Breast cancer (BCa) has long been a health burden to women across the globe. However, the burden is not equally carried across races. Though the manifestation and behavior of BCa differs among racial groups, the racial representation of models used in preclinical trials and clinical trial participants lacks this heterogeneity. Women of African Ancestry (WAA) are disproportionately afflicted by having an increased risk of developing BCas that are more aggressive in nature, and consequently suffer from poorer outcomes relative to women of European ancestry (WEA). Notwithstanding this, one of the most commonly used tools in studying BCa, cell lines, exhibit a sizeable gap in cell line derivatives of WEA relative to WAA. In this review, we summarize the available BCa cell lines grouped by race by major suppliers, American Type Culture Collection (ATCC) and the European Collection of Authenticated Cell Cultures (ECACC). Next, examined the enrollment of WAA in clinical trials for BCa. Of the cell lines found provided by ATCC and ECACC, those derived from WEA constituted approximately 80% and 94%, respectively. The disparity is mirrored in clinical trial enrollment where, on average, WEA made up more than 70% of participants in trials found where ancestry information was provided. As both experimental models and clinical trial participants primarily consist of WEA, results may have poorer translatability toward other races. This highlights the need for greater racial diversity at the preclinical and clinical levels to more accurately represent the population and strengthen the translatability of results.

Background

Women of African ancestry (WAA) are 40% more likely to die of BCa than women of European ancestry (WEA) and have the highest death rates due to BCa of all racial groups [1]. Data from the Surveillance, Epidemiology, and End Results Program (SEER) [2] show a 5-year (2013–2017) age and delay-adjusted incidence of 128.5 per 100,000 women of all races, with a general increase in incidence from 2005 (Fig. 1). Non-Hispanic WEA have a higher than average 5-year incidence of 137.3 per 100, 000 while WAA (including Hispanics) have a below average rate of 124.8 per 100,000. However, despite having a higher incidence, Non-Hispanic WEA have a lower mortality rate of 19.8 per 100, 000 relative to 26.8 per 100, 000 for WAA, who have the highest mortality rate among all races (Fig. 2).

Fig. 1
figure 1

Trends in breast cancer age and delay-adjusted incidence rates for all stages of the four primary molecular subtypes from 2000 to 2017. Data obtained from SEER 21 registries [2]

Fig. 2
figure 2

Trends in breast cancer age-adjusted mortality rates for all breast cancers of the four primary molecular subtypes from 2000 to 2018. Data obtained from SEER with data from the US Mortality Files, National Center for Health Statistics, and CDC [2]

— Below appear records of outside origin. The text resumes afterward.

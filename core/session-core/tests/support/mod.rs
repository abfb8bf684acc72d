#![allow(dead_code)]

use sessionclean_core::{
    AppConfig, Controller, FilterEngine, MonitoredRoot, ReviewOffer, ReviewPresenter,
    StatusSink, Store, Trash, TrayStatus,
};
use std::path::{Path, PathBuf};
use std::sync::{Arc, Mutex};
use tempfile::TempDir;

/// Trash stand-in that records every call and never touches the disk.
#[derive(Clone, Default)]
pub struct FakeTrash {
    pub calls: Arc<Mutex<Vec<PathBuf>>>,
}

impl FakeTrash {
    pub fn calls(&self) -> Vec<PathBuf> {
        self.calls.lock().unwrap().clone()
    }
}

impl Trash for FakeTrash {
    fn move_to_trash(&self, path: &Path) -> Result<(), String> {
        self.calls.lock().unwrap().push(path.to_path_buf());
        Ok(())
    }
}

#[derive(Clone, Default)]
pub struct RecordingPresenter {
    pub offers: Arc<Mutex<Vec<ReviewOffer>>>,
}

impl ReviewPresenter for RecordingPresenter {
    fn present(&self, offer: &ReviewOffer) {
        self.offers.lock().unwrap().push(offer.clone());
    }
}

#[derive(Clone, Default)]
pub struct RecordingSink {
    pub statuses: Arc<Mutex<Vec<TrayStatus>>>,
}

impl RecordingSink {
    pub fn last(&self) -> Option<TrayStatus> {
        self.statuses.lock().unwrap().last().cloned()
    }
}

impl StatusSink for RecordingSink {
    fn publish(&self, status: &TrayStatus) {
        self.statuses.lock().unwrap().push(status.clone());
    }
}

/// A temp home with an empty `Downloads` root and a store.
pub struct Fixture {
    pub dir: TempDir,
    pub downloads: PathBuf,
    pub config: AppConfig,
    pub trash: FakeTrash,
    pub presenter: RecordingPresenter,
    pub sink: RecordingSink,
}

impl Fixture {
    pub fn new() -> Self {
        let dir = tempfile::tempdir().expect("temp dir");
        let downloads = dir.path().join("Downloads");
        std::fs::create_dir_all(&downloads).expect("create Downloads");
        let config = AppConfig {
            roots: vec![MonitoredRoot::new(&downloads)],
            review_timeout_secs: 5,
            ..AppConfig::default()
        };
        Self {
            dir,
            downloads,
            config,
            trash: FakeTrash::default(),
            presenter: RecordingPresenter::default(),
            sink: RecordingSink::default(),
        }
    }

    pub fn db_path(&self) -> PathBuf {
        self.dir.path().join("state").join("session.db")
    }

    pub fn store(&self) -> Store {
        Store::new(self.db_path()).expect("store")
    }

    pub fn start(&self) -> Controller {
        let filter = FilterEngine::new(&self.config).expect("filter");
        Controller::start(
            self.store(),
            filter,
            &self.config,
            Box::new(self.trash.clone()),
            Box::new(self.presenter.clone()),
            Box::new(self.sink.clone()),
        )
        .expect("controller start")
    }

    /// Writes a file under Downloads, creating parent directories.
    pub fn write(&self, relative: &str, contents: &str) -> PathBuf {
        let path = self.downloads.join(relative);
        if let Some(parent) = path.parent() {
            std::fs::create_dir_all(parent).expect("create parent");
        }
        std::fs::write(&path, contents).expect("write file");
        path
    }
}

pub fn candidate_paths(offer: &ReviewOffer) -> Vec<PathBuf> {
    let mut paths: Vec<PathBuf> = offer.candidates.iter().map(|c| c.path.clone()).collect();
    paths.sort();
    paths
}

Women of African ancestry are usually diagnosed with BCa at advanced stages and are disproportionally diagnosed with the most aggressive form of BCa [3, 4]. Several factors have been identified as contributors to cancer health disparities. Some examples include: a lack of trust in health systems, access to quality care, increased time to treatment, access to Academic cancer centers, implicit bias, and neighborhood segregation [5,6,7]. Risk factors associated with the development of BCa linked with race are less defined and poorly understood in the African descendant population. This paucity of information is probably further amplified due to unpredictable admixed genetic contributions [8].

Methods

Breast cell lines from the American Type Culture Collection (ATCC) and European Collection of Authenticated Cell Cultures (ECACC) databases were found using the search terms: “breast cell lines,” “breast cells,” and “breast cancer cell lines.” Both cancerous and non-cancerous cell lines were included when compiling the list of available cell lines. The race of the individual from which the cell lines were derived was determined based on information provided by ATCC and ECACC. In cases where race was not specified by these suppliers, ancestry information was obtained from the Swiss Institute of Bioinformatics.

Inclusion criteria

Trials included in Additional file 1: Table 1 were chosen solely based on the availability of racial background information of their participants. Breast cancers from post and premenopausal females of various stages, histological types, and molecular subtypes were considered.

Table 1 Racial distribution of ATCC’s breast cell line panel constituents

Exclusion criteria

With the exception of the antiestrogen effect of IC146474 clinical trial, clinical trials that did not provide the racial background of its participants were excluded. Cases of male breast cancer were not considered.

Limits

No limitation was placed on the date for studies included in the literature review.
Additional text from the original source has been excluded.